The GLA cDNA used in this study was kindly provided by Genzyme. The pcDNA3 mammalian expression vector (Invitrogen) was used for the cloning of non-tagged normal GLA. Mutant GLA constructs were generated using the PCR-based DpnI-treatment site-directed mutagenesis method as a series of base substitutions in full-length GLA cDNA of pcDNA3 (Li and Wilkinson, 1997). Mutation sites were confirmed via sequence analysis with the BigDye termination kit, version 3.0 (Applied Biosystems).

Cell culture and transfection

COS-7 cells were maintained in DMEM, supplemented with 10% FBS, 100 mg/ml streptomycin and 100 U/ml of penicillin. Transient trasfection was performed using Lipofectamine 2000 reagent (Invitrogen) with 2 µg of plasmid construct, according to the manufacturer's instructions. 1 µg of pSV-B-galactosidase plasmid (Promega) was used to monitor the transfection efficiency.

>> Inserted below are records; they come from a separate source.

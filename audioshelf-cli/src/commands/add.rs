//! Add command implementation

use anyhow::{Context, Result};
use audioshelf_core::LibraryStore;
use indicatif::{ProgressBar, ProgressStyle};
use std::path::PathBuf;

/// Upload audio files into a book, in the order given
pub async fn add(
    library: &LibraryStore,
    title: &str,
    files: &[PathBuf],
    author: Option<String>,
    image_url: Option<String>,
) -> Result<()> {
    let pb = ProgressBar::new(files.len() as u64);
    pb.set_style(
        ProgressStyle::default_bar()
            .template("[{elapsed_precise}] {bar:40.cyan/blue} {pos:>7}/{len:7} {msg}")?
            .progress_chars("##-"),
    );

    for path in files {
        let name = path
            .file_name()
            .and_then(|n| n.to_str())
            .with_context(|| format!("Could not determine file name of {}", path.display()))?;
        pb.set_message(name.to_string());

        let data = tokio::fs::read(path)
            .await
            .with_context(|| format!("Failed to read {}", path.display()))?;

        let upload = library
            .upload(title, author.clone(), image_url.clone(), name, data)
            .await
            .with_context(|| format!("Failed to add {} to '{}'", path.display(), title))?;

        tracing::debug!("Stored {} as {}", path.display(), upload.file_ref);
        pb.inc(1);
    }

    pb.finish_and_clear();
    let book = library.get(title).await?;
    println!("Added {} file(s) to '{}'", files.len(), book.title);
    println!("  Files: {}", book.files.len());

    Ok(())
}
//! CLI command implementations

mod add;
mod edit;
mod list;
mod remove;

pub use add::add;
pub use edit::{rename, reorder};
pub use list::list;
pub use remove::{delete, remove_file};
//! Audioshelf Server - REST API for audiobook management

use anyhow::Result;
use audioshelf_server::{config::ServerConfig, routes, state};
use tracing_subscriber::{layer::SubscriberExt, util::SubscriberInitExt};

#[tokio::main]
async fn main() -> Result<()> {
    // Initialize tracing
    tracing_subscriber::registry()
        .with(
            tracing_subscriber::EnvFilter::try_from_default_env().unwrap_or_else(|_| {
                "audioshelf_server=debug,audioshelf_core=info,tower_http=debug".into()
            }),
        )
        .with(tracing_subscriber::fmt::layer())
        .init();

    let config = ServerConfig::from_env()?;

    // Open the library once for the lifetime of the process
    let state = state::AppState::open(&config.store).await?;

    // Build router
    let app = routes::create_router(state, &config);

    // Start server
    tracing::info!("Starting server on {}", config.bind);

    let listener = tokio::net::TcpListener::bind(config.bind).await?;
    axum::serve(listener, app)
        .with_graceful_shutdown(shutdown_signal())
        .await?;

    tracing::info!("Server stopped");
    Ok(())
}

async fn shutdown_signal() {
    if let Err(e) = tokio::signal::ctrl_c().await {
        tracing::error!("Failed to listen for shutdown signal: {}", e);
        std::future::pending::<()>().await;
    }
    tracing::info!("Shutdown signal received");
}
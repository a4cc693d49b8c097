//! The Book record - a titled, ordered collection of audio file references

use chrono::{DateTime, Utc};
use serde::{Deserialize, Serialize};

/// Author used when a book is created without one
pub const DEFAULT_AUTHOR: &str = "Unknown Author";

/// Cover image used when a book is created without one
pub const DEFAULT_IMAGE_URL: &str = "/default-book-cover.svg";

/// A book in the library
///
/// `title` is the primary key. `files` holds opaque file references (blob keys
/// or absolute URLs) in playback order.
#[derive(Debug, Clone, Serialize, Deserialize, PartialEq)]
#[serde(rename_all = "camelCase")]
pub struct Book {
    pub title: String,

    pub author: String,

    pub image_url: String,

    /// Ordered file references
    #[serde(default)]
    pub files: Vec<String>,

    #[serde(default = "Utc::now")]
    pub added_at: DateTime<Utc>,

    #[serde(default = "Utc::now")]
    pub updated_at: DateTime<Utc>,
}

impl Book {
    /// Create an empty book, substituting defaults for absent metadata
    pub fn new(title: impl Into<String>, author: Option<String>, image_url: Option<String>) -> Self {
        let now = Utc::now();
        Self {
            title: title.into(),
            author: author.unwrap_or_else(|| DEFAULT_AUTHOR.to_string()),
            image_url: image_url.unwrap_or_else(|| DEFAULT_IMAGE_URL.to_string()),
            files: Vec::new(),
            added_at: now,
            updated_at: now,
        }
    }

    /// Check that `order` is a permutation of the current files.
    ///
    /// Both the length and the multiset must match, so an order that repeats
    /// one file while dropping another is rejected.
    pub fn is_permutation(&self, order: &[String]) -> bool {
        if order.len() != self.files.len() {
            return false;
        }
        let mut current: Vec<&str> = self.files.iter().map(String::as_str).collect();
        let mut proposed: Vec<&str> = order.iter().map(String::as_str).collect();
        current.sort_unstable();
        proposed.sort_unstable();
        current == proposed
    }

    pub(crate) fn touch(&mut self) {
        self.updated_at = Utc::now();
    }
}

/// Treat empty or whitespace-only input as absent
pub fn non_blank(value: Option<String>) -> Option<String> {
    value.filter(|v| !v.trim().is_empty())
}
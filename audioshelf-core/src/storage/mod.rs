//! Storage abstraction layer
//!
//! Two seams sit behind the Library Store: a [`BlobStore`] holding the audio
//! bytes and a [`CatalogBackend`] holding the book records.

mod blob;
mod catalog;

pub use blob::OpendalBlobStore;
pub use catalog::{CatalogBackend, JsonFileCatalog, MemoryCatalog};

use crate::error::StorageError;
use async_trait::async_trait;
use futures::stream::{self, BoxStream, StreamExt};
use std::ops::Range;
use std::sync::Arc;
use std::time::Duration;

/// Result type for storage operations
pub type StorageResult<T> = std::result::Result<T, StorageError>;

/// Prefix under which uploaded audio blobs are stored
pub const AUDIO_PREFIX: &str = "audio/";

/// Bytes fetched per backend read when streaming a blob
pub const STREAM_CHUNK_SIZE: u64 = 4096 * 16;

/// Blob bytes delivered chunk by chunk
pub type ByteStream = BoxStream<'static, StorageResult<Vec<u8>>>;

/// Abstract blob storage trait
#[async_trait]
pub trait BlobStore: Send + Sync {
    /// Read the blob stored under `key`
    async fn read(&self, key: &str) -> StorageResult<Vec<u8>>;

    /// Read the bytes of `key` within `range`. The end is clamped to the blob size.
    async fn read_range(&self, key: &str, range: Range<u64>) -> StorageResult<Vec<u8>> {
        let data = self.read(key).await?;
        let len = data.len() as u64;
        let start = range.start.min(len);
        let end = range.end.min(len).max(start);
        Ok(data[start as usize..end as usize].to_vec())
    }

    /// Write `data` under `key`, replacing any existing blob
    async fn write(&self, key: &str, data: Vec<u8>) -> StorageResult<()>;

    /// Delete the blob under `key`. Deleting a missing blob succeeds.
    async fn delete(&self, key: &str) -> StorageResult<()>;

    /// Check if a blob exists
    async fn exists(&self, key: &str) -> StorageResult<bool>;

    /// Get the size of a blob in bytes
    async fn size(&self, key: &str) -> StorageResult<u64>;

    /// Whether this backend supports presigned URLs
    fn supports_presigned_urls(&self) -> bool {
        false
    }

    /// Generate a presigned URL for reading (if supported)
    async fn presigned_read_url(&self, _key: &str, _expires: Duration) -> StorageResult<String> {
        Err(StorageError::PresignedUrlNotSupported)
    }
}

/// Stream `range` of the blob under `key` without buffering the whole blob
pub fn stream_range(blobs: Arc<dyn BlobStore>, key: String, range: Range<u64>) -> ByteStream {
    let end = range.end;
    stream::try_unfold(range.start, move |pos| {
        next_chunk(blobs.clone(), key.clone(), pos, end)
    })
    .boxed()
}

async fn next_chunk(
    blobs: Arc<dyn BlobStore>,
    key: String,
    pos: u64,
    end: u64,
) -> StorageResult<Option<(Vec<u8>, u64)>> {
    if pos >= end {
        return Ok(None);
    }
    let chunk = blobs
        .read_range(&key, pos..(pos + STREAM_CHUNK_SIZE).min(end))
        .await?;
    // Blob shrank underneath us
    if chunk.is_empty() {
        return Ok(None);
    }
    let next = pos + chunk.len() as u64;
    Ok(Some((chunk, next)))
}

/// Normalize a blob key, rejecting anything that would escape the store root
pub fn normalize_key(key: &str) -> StorageResult<String> {
    use std::path::Component;

    let mut parts = Vec::new();
    for component in std::path::Path::new(key).components() {
        match component {
            Component::Normal(c) => match c.to_str() {
                Some(s) => parts.push(s),
                None => return Err(StorageError::InvalidKey(key.to_string())),
            },
            Component::CurDir => {}
            Component::ParentDir | Component::Prefix(_) | Component::RootDir => {
                return Err(StorageError::InvalidKey(format!(
                    "path traversal attempt detected in '{}'",
                    key
                )));
            }
        }
    }

    if parts.is_empty() {
        return Err(StorageError::InvalidKey("empty key".to_string()));
    }
    Ok(parts.join("/"))
}

/// Whether a file reference points outside the blob store (an absolute URL)
pub fn is_remote_ref(file_ref: &str) -> bool {
    file_ref.starts_with("http://") || file_ref.starts_with("https://")
}

/// Build a fresh, collision-free blob key for an uploaded file
pub fn new_blob_key(original_name: &str) -> String {
    format!(
        "{}{}-{}",
        AUDIO_PREFIX,
        uuid::Uuid::new_v4().simple(),
        sanitize_file_name(original_name)
    )
}

/// Reduce an uploaded file name to a safe single path segment
pub fn sanitize_file_name(name: &str) -> String {
    // Browsers may send a full client-side path
    let base = name.rsplit(|c: char| c == '/' || c == '\\').next().unwrap_or_default();
    let cleaned: String = base
        .chars()
        .take(120)
        .filter(|c| c.is_alphanumeric() || matches!(c, ' ' | '-' | '_' | '.' | '(' | ')'))
        .collect();
    let cleaned = cleaned.trim().trim_start_matches('.').replace(' ', "_");
    if cleaned.is_empty() {
        "upload".to_string()
    } else {
        cleaned
    }
}

/// Display name for a file reference: the original upload name when present
pub fn display_name(file_ref: &str) -> &str {
    let base = file_ref.rsplit('/').next().unwrap_or(file_ref);
    match base.split_once('-') {
        // Keys minted by new_blob_key start with a 32 char simple UUID
        Some((prefix, rest))
            if prefix.len() == 32 && prefix.chars().all(|c| c.is_ascii_hexdigit()) =>
        {
            rest
        }
        _ => base,
    }
}
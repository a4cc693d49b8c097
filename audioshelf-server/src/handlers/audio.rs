//! Audio playback handler

use crate::error::ApiError;
use crate::state::AppState;
use audioshelf_core::storage::sanitize_file_name;
use audioshelf_core::{ByteRange, Playback};
use axum::{
    body::Body,
    extract::{Query, State},
    http::{header, HeaderMap, StatusCode},
    response::{AppendHeaders, IntoResponse, Redirect, Response},
};
use serde::Deserialize;

#[derive(Debug, Deserialize)]
#[serde(rename_all = "camelCase")]
pub struct AudioQuery {
    pub file_name: Option<String>,
}

/// Serve a file reference for inline playback, or redirect to where it lives.
///
/// Single `bytes=` ranges are answered with `206 Partial Content` so players
/// can seek; anything else gets the whole file.
pub async fn audio_serve(
    State(state): State<AppState>,
    Query(query): Query<AudioQuery>,
    headers: HeaderMap,
) -> Result<Response, ApiError> {
    let file_ref = query
        .file_name
        .filter(|f| !f.is_empty())
        .ok_or_else(|| ApiError::bad_request("File name is required."))?;

    let file = match state.library.resolve_file(&file_ref).await? {
        Playback::Redirect(url) => return Ok(Redirect::temporary(&url).into_response()),
        Playback::Stream(file) => file,
    };

    let byte_range = headers
        .get(header::RANGE)
        .and_then(|v| v.to_str().ok())
        .and_then(ByteRange::parse);

    let mut response_headers = vec![
        (header::CONTENT_TYPE, file.content_type.clone()),
        (
            header::CONTENT_DISPOSITION,
            format!("inline; filename=\"{}\"", sanitize_file_name(&file.file_name)),
        ),
        (header::ACCEPT_RANGES, "bytes".to_string()),
    ];

    let (status, span) = match byte_range {
        None => (StatusCode::OK, 0..file.size),
        Some(range) => match range.resolve(file.size) {
            Some(span) => {
                response_headers.push((
                    header::CONTENT_RANGE,
                    format!("bytes {}-{}/{}", span.start, span.end - 1, file.size),
                ));
                (StatusCode::PARTIAL_CONTENT, span)
            }
            None => {
                tracing::debug!("Unsatisfiable range for {} ({} bytes)", file_ref, file.size);
                response_headers.push((header::CONTENT_RANGE, format!("bytes */{}", file.size)));
                return Ok((
                    StatusCode::RANGE_NOT_SATISFIABLE,
                    AppendHeaders(response_headers),
                )
                    .into_response());
            }
        },
    };

    tracing::debug!(
        "Streaming {} bytes {}..{} of {}",
        file_ref,
        span.start,
        span.end,
        file.size
    );
    response_headers.push((header::CONTENT_LENGTH, (span.end - span.start).to_string()));
    let body = Body::from_stream(state.library.stream_file(&file, span));

    Ok((status, AppendHeaders(response_headers), body).into_response())
}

Cells were further incubated until harvest at 37℃ in an atmosphere containing 5% CO2.

DGJ treatment and GLA assays

COS-7 cells were cultured for two days in DMEM medium, with and without 20 µM DGJ (Sigma Inc., St. Louis. MO) (Fan and Ishii, 2003). Assays of GLA enzyme activity were performed using a standard fluorometric method (Desnick et al., 1973) with the following modification: Reactions containing 0.01-0.02 mg of total protein, 10 µl of 10 mM 4-methylumbelliferyl-α-D-galactopyranoside (i.e., substrate) and 2 µl of 1 M N-acetyl-D-galactosamine (i.e., an inhibitor of N-acetylgalactosaminidase) were incubated at 37℃ for 1 h. All chemicals were obtained from Sigma. The reaction was stopped by adding 130 µl of 0.17 M glycine-carbonate buffer, pH 9.8. Fluorescence was detected using a fluorescence spectrophotometer (Molecular devices) with excitation and emission wavelengths of 360 nm and 415 nm.

Cell extracts and Western blot analyses

Cells were homogenized in a RIPA buffer containing 1 mM PMSF (Sigma) and Protease Inhibitor Cocktail (Roche). After centrifugation, the supernatant was used in GLA enzyme assays and Western blot analyses. Proteins were denatured using the Lowry method. For Western blot analyses, 20 µg of cell extract was separated on a 10% SDS-PAGE gels and immunoblotted onto a nitrocellulose membrane (Amersham Bioscience). Membranes were blocked in TBST containing 5% skim milk for 1 h at room temperature and then incubated with a 1:1,000 dilution of the GLA polyclonal antibody and the GFP monoclonal antibody (Santa Cruz, CA). Protein bands were visualized using the ECL detection system (Amersham-Pharmacia Biotech). GAPDH was used as an internal control in each Western blot analysis.